# [Data records]
/// `@?name params...: deps...`
fn parse_header(number: usize, text: &str) -> Result<Recipe> {
    let err = |msg: String| parse_error(number, text, msg);
    let mut cursor = Cursor::new(text.trim_end());

    let quiet = cursor.eat('@');
    let name = cursor.take_while(is_identifier_char);
    if !is_identifier(name) {
        return Err(err("expected a recipe name".to_string()));
    }
    let name = name.to_string();

    let mut parameters: Vec<Parameter> = Vec::new();
    loop {
        let had_space = cursor.skip_whitespace();
        match cursor.peek() {
            Some(':') => {
                cursor.bump();
                break;
            }
            None => {
                return Err(err(format!("expected `:` after header of recipe `{name}`")));
            }
            Some(c) if !had_space => {
                return Err(err(format!("unexpected character `{c}` in recipe header")));
            }
            Some(_) => {
                let parameter = parse_parameter(&mut cursor).map_err(&err)?;
                check_parameter(&name, &parameters, &parameter).map_err(&err)?;
                parameters.push(parameter);
            }
        }
    }

    let rest = cursor.rest();
    if rest.starts_with('=') {
        return Err(err("malformed assignment".to_string()));
    }

    let mut dependencies = Vec::new();
    for dependency in rest.split_whitespace() {
        if !is_identifier(dependency) {
            return Err(err(format!("invalid dependency name `{dependency}`")));
        }
        dependencies.push(dependency.to_string());
    }

    Ok(Recipe {
        name,
        doc: None,
        parameters,
        dependencies,
        lines: Vec::new(),
        quiet,
        private: false,
        line_number: number,
    })
}

fn parse_parameter(cursor: &mut Cursor<'_>) -> std::result::Result<Parameter, String> {
    let kind = if cursor.eat('*') {
        ParameterKind::Star
    } else if cursor.eat('+') {
        ParameterKind::Plus
    } else {
        ParameterKind::Single
    };
    let export = cursor.eat('$');

    let name = cursor.take_while(is_identifier_char);
    if !is_identifier(name) {
        return Err(match cursor.peek() {
            Some(c) if name.is_empty() => format!("unexpected character `{c}` in parameter list"),
            _ => format!("invalid parameter name `{name}`"),
        });
    }
    let name = name.to_string();

    let default = if cursor.eat('=') {
        let value = match cursor.peek() {
            Some('"') | Some('\'') => cursor.quoted()?,
            _ => cursor
                .take_while(|c| !c.is_whitespace() && c != ':')
                .to_string(),
        };
        if value.is_empty() && !cursor.last_was_quoted {
            return Err(format!("parameter `{name}` is missing its default value"));
        }
        Some(value)
    } else {
        None
    };

    match cursor.peek() {
        None | Some(':') => {}
        Some(c) if c.is_whitespace() => {}
        Some(c) => return Err(format!("unexpected character `{c}` after parameter `{name}`")),
    }

    Ok(Parameter {
        name,
        default,
        kind,
        export,
    })
}

fn check_parameter(
    recipe: &str,
    previous: &[Parameter],
    parameter: &Parameter,
) -> std::result::Result<(), String> {
    if previous.iter().any(|p| p.name == parameter.name) {
        return Err(format!(
            "recipe `{recipe}` has duplicate parameter `{}`",
            parameter.name
        ));
    }
    if previous.iter().any(|p| p.kind.is_variadic()) {
        return Err(format!(
            "parameter `{}` follows a variadic parameter",
            parameter.name
        ));
    }
    let required = parameter.default.is_none() && parameter.kind != ParameterKind::Star;
    if required && previous.iter().any(|p| p.default.is_some()) {
        return Err(format!(
            "required parameter `{}` follows a parameter with a default",
            parameter.name
        ));
    }
    Ok(())
}

/// Minimal character cursor for headers and values.
struct Cursor<'a> {
    src: &'a str,
    pos: usize,
    last_was_quoted: bool,
}

impl<'a> Cursor<'a> {
    fn new(src: &'a str) -> Self {
        Self {
            src,
            pos: 0,
            last_was_quoted: false,
        }
    }

    fn rest(&self) -> &'a str {
        &self.src[self.pos..]
    }

    fn is_done(&self) -> bool {
        self.pos >= self.src.len()
    }

    fn peek(&self) -> Option<char> {
        self.rest().chars().next()
    }

    fn bump(&mut self) -> Option<char> {
        let c = self.peek()?;
        self.pos += c.len_utf8();
        Some(c)
    }

    fn eat(&mut self, expected: char) -> bool {
        if self.peek() == Some(expected) {
            self.pos += expected.len_utf8();
            true
        } else {
            false
        }
    }

    /// Returns whether any whitespace was skipped.
    fn skip_whitespace(&mut self) -> bool {
        !self.take_while(char::is_whitespace).is_empty()
    }

    fn take_while(&mut self, pred: impl Fn(char) -> bool) -> &'a str {
        let start = self.pos;
        while let Some(c) = self.peek() {
            if !pred(c) {
                break;
            }
            self.pos += c.len_utf8();
        }
        self.last_was_quoted = false;
        &self.src[start..self.pos]
    }

    /// Double-quoted strings support `\"`, `\\`, `\n` and `\t`; single-quoted
    /// strings are raw.
    fn quoted(&mut self) -> std::result::Result<String, String> {
        let Some(quote) = self.bump() else {
            return Err("expected a quoted string".to_string());
        };
        let mut out = String::new();
        loop {
            match self.bump() {
                None => return Err("unterminated string".to_string()),
                Some(c) if c == quote => break,
                Some('\\') if quote == '"' => match self.bump() {
                    Some('n') => out.push('\n'),
                    Some('t') => out.push('\t'),
                    Some('"') => out.push('"'),
                    Some('\\') => out.push('\\'),
                    Some(other) => {
                        out.push('\\');
                        out.push(other);
                    }
                    None => return Err("unterminated string".to_string()),
                },
                Some(c) => out.push(c),
            }
        }
        self.last_was_quoted = true;
        Ok(out)
    }
}

#[cfg(test)]
mod tests {
    use super::*;
    use crate::definition::template::Fragment;

    fn header(src: &str) -> Recipe {
        parse(src).unwrap().recipes.remove(0)
    }

    fn message(err: RundagError) -> (usize, String) {
        match err {
            RundagError::Parse { line, message, .. } => (line, message),
            other => panic!("expected parse error, got {other:?}"),
        }
    }

    #[test]
    fn parses_recipe_with_doc_params_deps_and_lines() {
        let src = "\
# Build the project
build target=\"debug\" $jobs='4': fmt lint
    cargo build --profile {{target}}
    @echo done
";
        let recipe = header(src);
        assert_eq!(recipe.name, "build");
        assert_eq!(recipe.doc.as_deref(), Some("Build the project"));
        assert_eq!(recipe.dependencies, vec!["fmt", "lint"]);
        assert_eq!(recipe.parameters.len(), 2);
        assert_eq!(recipe.parameters[0].default.as_deref(), Some("debug"));
        assert!(recipe.parameters[1].export);
        assert_eq!(recipe.parameters[1].default.as_deref(), Some("4"));
        assert_eq!(recipe.lines.len(), 2);
        assert!(recipe.lines[1].quiet);
        assert_eq!(recipe.line_number, 2);
    }

    #[test]
    fn blank_line_detaches_comment_from_header() {
        let recipe = header("# not docs\n\nbuild:\n    true\n");
        assert_eq!(recipe.doc, None);
    }

    #[test]
    fn blank_lines_inside_body_are_skipped() {
        let recipe = header("test:\n    one\n\n    two\n");
        assert_eq!(recipe.lines.len(), 2);
    }

    #[test]
    fn extra_indentation_is_kept() {
        let recipe = header("test:\n  for x in a b; do \\\n    echo $x; done\n");
        assert_eq!(
            recipe.lines[1].template.fragments(),
            &[Fragment::Text("  echo $x; done".to_string())]
        );
    }

    #[test]
    fn line_prefixes_are_recognised() {
        let recipe = header("test:\n    -@false\n    @-true\n    --flag\n");
        assert!(recipe.lines[0].quiet && recipe.lines[0].ignore_errors);
        assert!(recipe.lines[1].quiet && recipe.lines[1].ignore_errors);
        assert!(recipe.lines[2].ignore_errors && !recipe.lines[2].quiet);
        assert_eq!(recipe.lines[2].template.to_string(), "-flag");
    }

    #[test]
    fn variadic_and_quiet_recipe() {
        let recipe = header("@run +args:\n    echo {{args}}\n");
        assert!(recipe.quiet);
        assert_eq!(recipe.parameters[0].kind, ParameterKind::Plus);
    }

    #[test]
    fn private_via_attribute_or_underscore() {
        let raw = parse("[private]\nhidden:\n\n_helper:\n\nshown:\n").unwrap();
        let private: Vec<bool> = raw.recipes.iter().map(|r| r.private).collect();
        assert_eq!(private, vec![true, true, false]);
    }

    #[test]
    fn parses_assignments_aliases_and_settings() {
        let src = "\
set shell := [\"bash\", \"-euc\"]
set export
set quiet := false
version := \"1.2\"
export RUST_LOG := 'debug'
alias b := build
build:
    echo {{version}}
";
        let raw = parse(src).unwrap();
        assert_eq!(
            raw.settings.shell,
            Some(vec!["bash".to_string(), "-euc".to_string()])
        );
        assert!(raw.settings.export);
        assert!(!raw.settings.quiet);
        assert_eq!(raw.assignments.len(), 2);
        assert!(raw.assignments[1].export);
        assert_eq!(raw.assignments[1].value, "debug");
        assert_eq!(raw.aliases[0].target, "build");
    }

    #[test]
    fn indented_line_without_header_is_an_error() {
        let (line, msg) = message(parse("x := \"1\"\n    echo orphan\n").unwrap_err());
        assert_eq!(line, 2);
        assert!(msg.contains("not part of any recipe"));
    }

    #[test]
    fn unterminated_default_is_an_error() {
        let (line, msg) = message(parse("build target=\"debug:\n").unwrap_err());
        assert_eq!(line, 1);
        assert!(msg.contains("unterminated"));
    }

    #[test]
    fn missing_colon_is_an_error() {
        let (_, msg) = message(parse("build target\n").unwrap_err());
        assert!(msg.contains("expected `:`"));
    }

    #[test]
    fn unmatched_braces_report_line() {
        let (line, msg) = message(parse("build:\n    true\n    echo {{x\n").unwrap_err());
        assert_eq!(line, 3);
        assert!(msg.contains("unmatched"));
    }

    #[test]
    fn required_after_default_is_an_error() {
        let (_, msg) = message(parse("build a=\"1\" b:\n").unwrap_err());
        assert!(msg.contains("follows a parameter with a default"));
    }

    #[test]
    fn parameter_after_variadic_is_an_error() {
        assert!(parse("build *a b=\"1\":\n").is_err());
    }

    #[test]
    fn inconsistent_indentation_is_an_error() {
        let (line, msg) = message(parse("build:\n    one\n  two\n").unwrap_err());
        assert_eq!(line, 3);
        assert!(msg.contains("inconsistent indentation"));
    }

    #[test]
    fn dangling_attribute_is_an_error() {
        assert!(parse("[private]\nx := \"1\"\n").is_err());
        assert!(parse("[private]\n").is_err());
        assert!(parse("[linux]\nbuild:\n").is_err());
    }

    #[test]
    fn unknown_setting_is_an_error() {
        let (_, msg) = message(parse("set dotenv-load\n").unwrap_err());
        assert!(msg.contains("unknown setting"));
    }

    #[test]
    fn empty_quoted_default_is_allowed() {
        let recipe = header("build flags='':\n");
        assert_eq!(recipe.parameters[0].default.as_deref(), Some(""));
    }
}
// src/logging.rs

//! Logging setup for `rundag` using `tracing` + `tracing-subscriber`.
//!
//! Priority for determining the log level:
//! 1. `--log-level` CLI flag (if provided)
//! 2. `RUNDAG_LOG` environment variable (e.g. "info", "debug")
//! 3. default to `warn`
//!
//! Logs go to STDERR; stdout belongs to recipe output.

use anyhow::Result;
use tracing_subscriber::fmt;

use crate::cli::LogLevel;

/// Environment variable consulted when `--log-level` is absent.
pub const LOG_ENV_VAR: &str = "RUNDAG_LOG";

/// Initialise global logging subscriber.
///
/// Safe to call once at startup.
pub fn init_logging(cli_level: Option<LogLevel>) -> Result<()> {
    let level = resolve_level(cli_level, std::env::var(LOG_ENV_VAR).ok().as_deref());

    fmt()
        .with_max_level(level)
        .with_target(true)
        .with_thread_ids(false)
        .with_thread_names(false)
        .with_writer(std::io::stderr)
        .try_init()
        .map_err(|err| anyhow::anyhow!("failed to install log subscriber: {err}"))?;

    Ok(())
}

fn resolve_level(cli_level: Option<LogLevel>, env_value: Option<&str>) -> tracing::Level {
    match cli_level {
        Some(lvl) => level_from_log_level(lvl),
        None => env_value
            .and_then(parse_level_str)
            .unwrap_or(tracing::Level::WARN),
    }
}

fn level_from_log_level(lvl: LogLevel) -> tracing::Level {
    match lvl {
        LogLevel::Error => tracing::Level::ERROR,
        LogLevel::Warn => tracing::Level::WARN,
        LogLevel::Info => tracing::Level::INFO,
        LogLevel::Debug => tracing::Level::DEBUG,
        LogLevel::Trace => tracing::Level::TRACE,
    }
}

fn parse_level_str(s: &str) -> Option<tracing::Level> {
    match s.trim().to_lowercase().as_str() {
        "error" => Some(tracing::Level::ERROR),
        "warn" | "warning" => Some(tracing::Level::WARN),
        "info" => Some(tracing::Level::INFO),
        "debug" => Some(tracing::Level::DEBUG),
        "trace" => Some(tracing::Level::TRACE),
        _ => None,
    }
}

#[cfg(test)]
mod tests {
    use super::*;
    use tracing::Level;

    #[test]
    fn flag_beats_env_beats_default() {
        assert_eq!(resolve_level(Some(LogLevel::Debug), Some("error")), Level::DEBUG);
        assert_eq!(resolve_level(None, Some(" Info ")), Level::INFO);
        assert_eq!(resolve_level(None, Some("loud")), Level::WARN);
        assert_eq!(resolve_level(None, None), Level::WARN);
    }
}
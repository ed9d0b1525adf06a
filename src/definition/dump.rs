// src/definition/dump.rs

//! Canonical source form of a justfile.
//!
//! Parsing the output of `Display for Justfile` yields the same items,
//! so `rundag --dump` can be used to normalise a file.

use std::fmt;

use crate::definition::model::{Justfile, Line, Parameter, ParameterKind, Recipe, Settings};

/// Double-quote `value`, escaping what the parser unescapes.
pub fn quote(value: &str) -> String {
    let mut out = String::with_capacity(value.len() + 2);
    out.push('"');
    for c in value.chars() {
        match c {
            '"' => out.push_str("\\\""),
            '\\' => out.push_str("\\\\"),
            '\n' => out.push_str("\\n"),
            '\t' => out.push_str("\\t"),
            other => out.push(other),
        }
    }
    out.push('"');
    out
}

impl fmt::Display for Parameter {
    fn fmt(&self, f: &mut fmt::Formatter<'_>) -> fmt::Result {
        match self.kind {
            ParameterKind::Single => {}
            ParameterKind::Star => f.write_str("*")?,
            ParameterKind::Plus => f.write_str("+")?,
        }
        if self.export {
            f.write_str("$")?;
        }
        f.write_str(&self.name)?;
        if let Some(default) = &self.default {
            write!(f, "={}", quote(default))?;
        }
        Ok(())
    }
}

impl fmt::Display for Line {
    fn fmt(&self, f: &mut fmt::Formatter<'_>) -> fmt::Result {
        if self.ignore_errors {
            f.write_str("-")?;
        }
        if self.quiet {
            f.write_str("@")?;
        }
        write!(f, "{}", self.template)
    }
}

impl Recipe {
    /// Header line as written in the source, e.g. `build target="debug": fmt`.
    pub fn signature(&self) -> String {
        let mut out = String::new();
        if self.quiet {
            out.push('@');
        }
        out.push_str(&self.name);
        for parameter in &self.parameters {
            out.push(' ');
            out.push_str(&parameter.to_string());
        }
        out.push(':');
        for dep in &self.dependencies {
            out.push(' ');
            out.push_str(dep);
        }
        out
    }
}

impl fmt::Display for Recipe {
    fn fmt(&self, f: &mut fmt::Formatter<'_>) -> fmt::Result {
        if let Some(doc) = &self.doc {
            writeln!(f, "# {doc}")?;
        }
        if self.private && !self.name.starts_with('_') {
            writeln!(f, "[private]")?;
        }
        writeln!(f, "{}", self.signature())?;
        for line in &self.lines {
            writeln!(f, "    {line}")?;
        }
        Ok(())
    }
}

fn settings_block(settings: &Settings) -> Option<String> {
    let mut lines = Vec::new();
    if let Some(shell) = &settings.shell {
        let items: Vec<String> = shell.iter().map(|s| quote(s)).collect();
        lines.push(format!("set shell := [{}]", items.join(", ")));
    }
    if settings.export {
        lines.push("set export".to_string());
    }
    if settings.quiet {
        lines.push("set quiet".to_string());
    }
    (!lines.is_empty()).then(|| lines.join("\n") + "\n")
}

impl fmt::Display for Justfile {
    fn fmt(&self, f: &mut fmt::Formatter<'_>) -> fmt::Result {
        let mut blocks: Vec<String> = Vec::new();

        if let Some(settings) = settings_block(self.settings()) {
            blocks.push(settings);
        }

        if !self.assignments().is_empty() {
            let mut block = String::new();
            for a in self.assignments() {
                let export = if a.export { "export " } else { "" };
                block.push_str(&format!("{export}{} := {}\n", a.name, quote(&a.value)));
            }
            blocks.push(block);
        }

        if !self.aliases().is_empty() {
            let mut block = String::new();
            for alias in self.aliases() {
                block.push_str(&format!("alias {} := {}\n", alias.name, alias.target));
            }
            blocks.push(block);
        }

        for recipe in self.recipes() {
            blocks.push(recipe.to_string());
        }

        write!(f, "{}", blocks.join("\n"))
    }
}
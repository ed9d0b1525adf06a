// src/exec/mod.rs

//! Process execution layer.
//!
//! - [`backend`] defines the [`CommandBackend`] trait the runtime talks to,
//!   so tests can substitute a recording fake.
//! - [`command`] holds [`ShellBackend`], which hands each line to the
//!   configured shell with `tokio::process::Command`.
//! - [`interrupt`] keeps the Ctrl-C state [`ShellBackend`] consults before
//!   and while each line runs.

pub mod backend;
pub mod command;
pub mod interrupt;

pub use backend::{CommandBackend, LineOutcome, LineRequest};
pub use command::ShellBackend;
pub use interrupt::InterruptFlag;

# [Task item]
Within the material, find all lines that hold the word "previous" and show them.

# [Answer to the problem]
    previous: &[Parameter],
    if previous.iter().any(|p| p.name == parameter.name) {
    if previous.iter().any(|p| p.kind.is_variadic()) {
    if required && previous.iter().any(|p| p.default.is_some()) {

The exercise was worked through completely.